Wajah Fu Hiong Kun merah padam karena jengah.. Dia tidak menyahut pertanyaan itu. Sen Man Cing menarik nafas panjang. "Kau tidak usah khawatir. Kalau Fei Yang tahu kau begitu memperhatikannya dan secara diam-diam menyukainya, dia pasti tidak akan menyia-nyiakan engkau begitu saja."

"Hong cici dengannya barulah pasangan yang serasi," sahut Fu Hiong Kun dengan hati tersayat pilu.

"Dia. " Sen Man Cing seperti ingin mengatakan sesuatu

tetapi dibatalkannya, akhirnya dia hanya berkata: "Kelak dia hanya bisa bersanding denganmu."

Fu Hiong Kun menggelengkan kepalanya. "Lebih baik aku masuk ke dalam dan membersihkan kedua ekor ikan tadi agar dapat dimasak secepatnya."

Sen Man Cing memandangi punggung gadis itu sampai masuk ke dalam rumah. Dia masih berdiri termangu-mangu di sana.

Wan Fei Yang adalah putra kandung Ci Siong. Untung saja belum terjadi apa-apa antara diri anak muda itu dengan Hong- ji.

Sen Man Cing mengangkat tangannya dan mengusap keringat dingin yang membasahi keningnya. Hatinya baru lega sedikit, namun kekhawatiran itu datang lagi.

Entah bagaimana keadaan kedua orang itu sekarang?

Semacam kengerian yang sukar dilukiskan menyelimuti hati Sen Man Cing. Sepanjang malam itu dia tidak dapat memejamkan matanya. Bayangan Wan Fei Yang dan Tok ku Hong terus berkecamuk di hatinya. Bagaimana kalau seandainya sekarang sudah terjadi sesuatu di antara mereka? Tapi Wan Fei Yang bukanlah pemuda sembarangan Sen Man Cing yakin dia pasti akan berpikir panjang sebelum melakukan sesuatu. Tapi bagaimana kalau iblis merasuki hati mereka? Seperti apa yang terjadi antara dirinya dengan Ci Siong.

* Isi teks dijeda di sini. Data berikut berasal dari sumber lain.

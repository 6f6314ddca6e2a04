//! Order service: the create and update pipeline.

use std::future::Future;
use std::sync::Arc;
use std::time::Duration;

use chrono::Utc;
use common::{ItemId, OrderId};
use sequence::{SequenceCounter, SequenceCounterExt};
use tracing::{debug, info, warn};

use crate::auth::{self, Claims};
use crate::catalog::CatalogLookup;
use crate::config::ServiceConfig;
use crate::error::OrderServiceError;

use super::pricing::compute_subtotal;
use super::validation::{self, TypedDraft};
use super::{
    ItemDraft, ItemProgress, Order, OrderDraft, OrderFilter, OrderRef, OrderRepository,
    OrderValidator, Sanitizer, TextSanitizer, Timeline, ValidationErrors, Validator,
};

/// Runs `future` under `limit`, mapping expiry to a transient timeout error.
async fn bounded<T, E, F>(
    operation: &'static str,
    limit: Duration,
    future: F,
) -> Result<T, OrderServiceError>
where
    F: Future<Output = Result<T, E>>,
    OrderServiceError: From<E>,
{
    match tokio::time::timeout(limit, future).await {
        Ok(result) => result.map_err(OrderServiceError::from),
        Err(_) => Err(OrderServiceError::Timeout { operation }),
    }
}

fn deny(operation: &'static str, claims: Option<&Claims>) -> OrderServiceError {
    warn!(
        operation,
        role = claims.map(|c| c.role.as_str()),
        "authorization denied"
    );
    metrics::counter!("order_authorization_denied_total").increment(1);
    OrderServiceError::Forbidden
}

fn authorize_read(
    operation: &'static str,
    claims: Option<&Claims>,
) -> Result<(), OrderServiceError> {
    if auth::can_read(claims) {
        Ok(())
    } else {
        Err(deny(operation, claims))
    }
}

fn authorize_write<'a>(
    operation: &'static str,
    claims: Option<&'a Claims>,
) -> Result<&'a Claims, OrderServiceError> {
    match claims {
        Some(c) if auth::can_write(claims) => Ok(c),
        _ => Err(deny(operation, claims)),
    }
}

/// Service for creating, updating and reading orders.
///
/// Every call checks the caller's claims before touching any collaborator.
/// Each collaborator call is bounded by the timeouts in [`ServiceConfig`].
pub struct OrderService<C, L, R> {
    counter: C,
    catalog: L,
    repository: R,
    sanitizer: Arc<dyn Sanitizer>,
    validator: Arc<dyn Validator>,
    config: ServiceConfig,
}

impl<C, L, R> OrderService<C, L, R>
where
    C: SequenceCounter,
    L: CatalogLookup,
    R: OrderRepository,
{
    /// Creates a service with the default sanitizer, validator and configuration.
    pub fn new(counter: C, catalog: L, repository: R) -> Self {
        Self {
            counter,
            catalog,
            repository,
            sanitizer: Arc::new(TextSanitizer::new()),
            validator: Arc::new(OrderValidator::new()),
            config: ServiceConfig::default(),
        }
    }

    pub fn with_sanitizer(mut self, sanitizer: impl Sanitizer + 'static) -> Self {
        self.sanitizer = Arc::new(sanitizer);
        self
    }

    pub fn with_validator(mut self, validator: impl Validator + 'static) -> Self {
        self.validator = Arc::new(validator);
        self
    }

    pub fn with_config(mut self, config: ServiceConfig) -> Self {
        self.config = config;
        self
    }

    pub fn counter(&self) -> &C {
        &self.counter
    }

    pub fn catalog(&self) -> &L {
        &self.catalog
    }

    pub fn repository(&self) -> &R {
        &self.repository
    }

    pub fn config(&self) -> &ServiceConfig {
        &self.config
    }

    /// Lists orders matching `filter`.
    #[tracing::instrument(skip(self, claims))]
    pub async fn get_orders(
        &self,
        claims: Option<&Claims>,
        filter: &OrderFilter,
    ) -> Result<Vec<Order>, OrderServiceError> {
        authorize_read("get_orders", claims)?;
        bounded(
            "order repository",
            self.config.repository_timeout,
            self.repository.get_orders(filter),
        )
        .await
    }

    /// Loads an order by id.
    ///
    /// Returns `NotFound` if no order has that id.
    #[tracing::instrument(skip(self, claims))]
    pub async fn get_order_by_id(
        &self,
        claims: Option<&Claims>,
        id: OrderId,
    ) -> Result<Order, OrderServiceError> {
        authorize_read("get_order_by_id", claims)?;
        self.load(id).await
    }

    /// Creates an order from a draft.
    ///
    /// The order number is allocated before the items are resolved. If any
    /// later step fails the number stays consumed; this is logged and counted
    /// but never rolled back.
    #[tracing::instrument(skip(self, claims, draft), fields(items = draft.items.len()))]
    pub async fn create_order(
        &self,
        claims: Option<&Claims>,
        draft: OrderDraft,
    ) -> Result<Order, OrderServiceError> {
        let claims = authorize_write("create_order", claims)?;

        let reference = OrderRef::generate();
        let number = bounded(
            "sequence counter",
            self.config.counter_timeout,
            self.counter.next_order_number(),
        )
        .await?;

        match self.create_numbered(claims, draft, reference, number).await {
            Ok(order) => {
                info!(number, reference = %order.reference, "order created");
                metrics::counter!("orders_created_total").increment(1);
                Ok(order)
            }
            Err(e) => {
                warn!(number, error = %e, "order creation failed, order number burned");
                metrics::counter!("order_numbers_burned_total").increment(1);
                Err(e)
            }
        }
    }

    /// Updates a stored order from a draft.
    ///
    /// Items are merged by id: stored items the draft leaves out are kept,
    /// items the draft names only take their price, quantity and progress from
    /// it, and items without a known id are added as new.
    #[tracing::instrument(skip(self, claims, draft))]
    pub async fn update_order_by_id(
        &self,
        claims: Option<&Claims>,
        id: OrderId,
        draft: OrderDraft,
    ) -> Result<Order, OrderServiceError> {
        authorize_write("update_order_by_id", claims)?;

        let stored = self.load(id).await?;
        let mut draft = self.merge(&stored, draft).await?;

        self.sanitizer.sanitize(&mut draft)?;
        self.validator.validate(&draft)?;
        let typed = validation::into_typed(&draft)?;

        let order = assemble(typed, draft, |order| Order {
            id: stored.id,
            reference: stored.reference.clone(),
            number: stored.number,
            merchant_id: stored.merchant_id,
            created_at: stored.created_at,
            updated_at: Utc::now(),
            ..order
        })?;

        let updated = bounded(
            "order repository",
            self.config.repository_timeout,
            self.repository.update_order_by_id(id, order),
        )
        .await?;

        info!(number = updated.number, "order updated");
        metrics::counter!("orders_updated_total").increment(1);
        Ok(updated)
    }

    async fn load(&self, id: OrderId) -> Result<Order, OrderServiceError> {
        bounded(
            "order repository",
            self.config.repository_timeout,
            self.repository.get_order_by_id(id),
        )
        .await?
        .ok_or(OrderServiceError::NotFound(id))
    }

    /// Attaches a fresh catalog snapshot to a new item.
    async fn resolve(&self, item: &mut ItemDraft) -> Result<(), OrderServiceError> {
        let entry = bounded(
            "catalog",
            self.config.catalog_timeout,
            self.catalog.resolve(item.product_id, item.variant_id),
        )
        .await?;
        debug!(product_id = %item.product_id, sku = %entry.sku, "resolved catalog entry");

        item.id = Some(ItemId::new());
        item.snapshot = Some(entry.snapshot());
        Ok(())
    }

    async fn create_numbered(
        &self,
        claims: &Claims,
        mut draft: OrderDraft,
        reference: OrderRef,
        number: u64,
    ) -> Result<Order, OrderServiceError> {
        let now = Utc::now();
        draft.timeline.issuance_date.get_or_insert(now);

        for item in &mut draft.items {
            self.resolve(item).await?;
            item.progress = Some(ItemProgress::NotStarted.as_str().to_string());
        }

        self.sanitizer.sanitize(&mut draft)?;
        if draft.merchant_id.is_none() {
            draft.merchant_id = claims.merchant_id();
        }
        self.validator.validate(&draft)?;
        let typed = validation::into_typed(&draft)?;

        let order = assemble(typed, draft, |order| Order {
            reference,
            number,
            created_at: now,
            updated_at: now,
            ..order
        })?;

        bounded(
            "order repository",
            self.config.repository_timeout,
            self.repository.create_order(order),
        )
        .await
    }

    /// Folds a draft into a stored order's items.
    async fn merge(
        &self,
        stored: &Order,
        draft: OrderDraft,
    ) -> Result<OrderDraft, OrderServiceError> {
        let mut items: Vec<ItemDraft> = stored.items.iter().map(ItemDraft::from).collect();

        for incoming in draft.items {
            let known = incoming
                .id
                .and_then(|id| items.iter().position(|item| item.id == Some(id)));
            match known {
                Some(index) => {
                    let existing = &mut items[index];
                    existing.custom_price = incoming.custom_price;
                    existing.quantity = incoming.quantity;
                    if incoming.progress.is_some() {
                        existing.progress = incoming.progress;
                    }
                }
                None => {
                    let mut item = incoming;
                    self.resolve(&mut item).await?;
                    items.push(item);
                }
            }
        }

        let mut timeline = draft.timeline;
        if timeline.issuance_date.is_none() {
            timeline.issuance_date = stored.timeline.issuance_date;
        }

        Ok(OrderDraft {
            merchant_id: Some(stored.merchant_id),
            items,
            timeline,
            ..draft
        })
    }
}

/// Builds an order from validated fields, letting `finish` fill in identity
/// and timestamps.
fn assemble(
    typed: TypedDraft,
    draft: OrderDraft,
    finish: impl FnOnce(Order) -> Order,
) -> Result<Order, ValidationErrors> {
    let subtotal = compute_subtotal(&typed.items, &typed.price_addons).map_err(|e| {
        let mut errors = ValidationErrors::new();
        errors.add("Subtotal", e.to_string());
        errors
    })?;
    let timeline = Timeline {
        issuance_date: Some(typed.issuance_date),
        ..draft.timeline
    };
    let now = Utc::now();

    Ok(finish(Order {
        id: None,
        reference: OrderRef::default(),
        number: 0,
        merchant_id: typed.merchant_id,
        client_id: typed.client_id,
        craftsmen_ids: draft.craftsmen_ids,
        status: typed.status,
        items: typed.items,
        price_addons: typed.price_addons,
        received_amounts: draft.received_amounts,
        timeline,
        note: draft.note,
        subtotal,
        created_at: now,
        updated_at: now,
    }))
}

Sen Man Cing tidak berani membayangkan hal yang bukan- bukan.

***

Senja hari menjelang lagi. Fu Hiong Kun baru kembali dari dusun terdekat, tangannya memeluk sekarung terigu. Karung terigu itu ternyata berlubang. Isinya berceceran. Tapi Fu Hiong Kun rupanya masih tidak menyadari.

Tampaknya pikiran gadis itu sedang kacau, langkah kakinya seperti berat sekali. Cara jalannya juga seperti orang yang hilang ingatan. Setelah masuk ke dalam rumah, dia meletakkan karung berisi terigu di atas meja. Dia duduk di atas bangku panjang yang terdapat di samping meja tersebut. Sekian lama dia duduk termenung, Sen Man Cing sudah berada di sampingnya pun dia masih belum sadar.

Melihat keadaannya yang aneh, Sen Man Cing merasa heran.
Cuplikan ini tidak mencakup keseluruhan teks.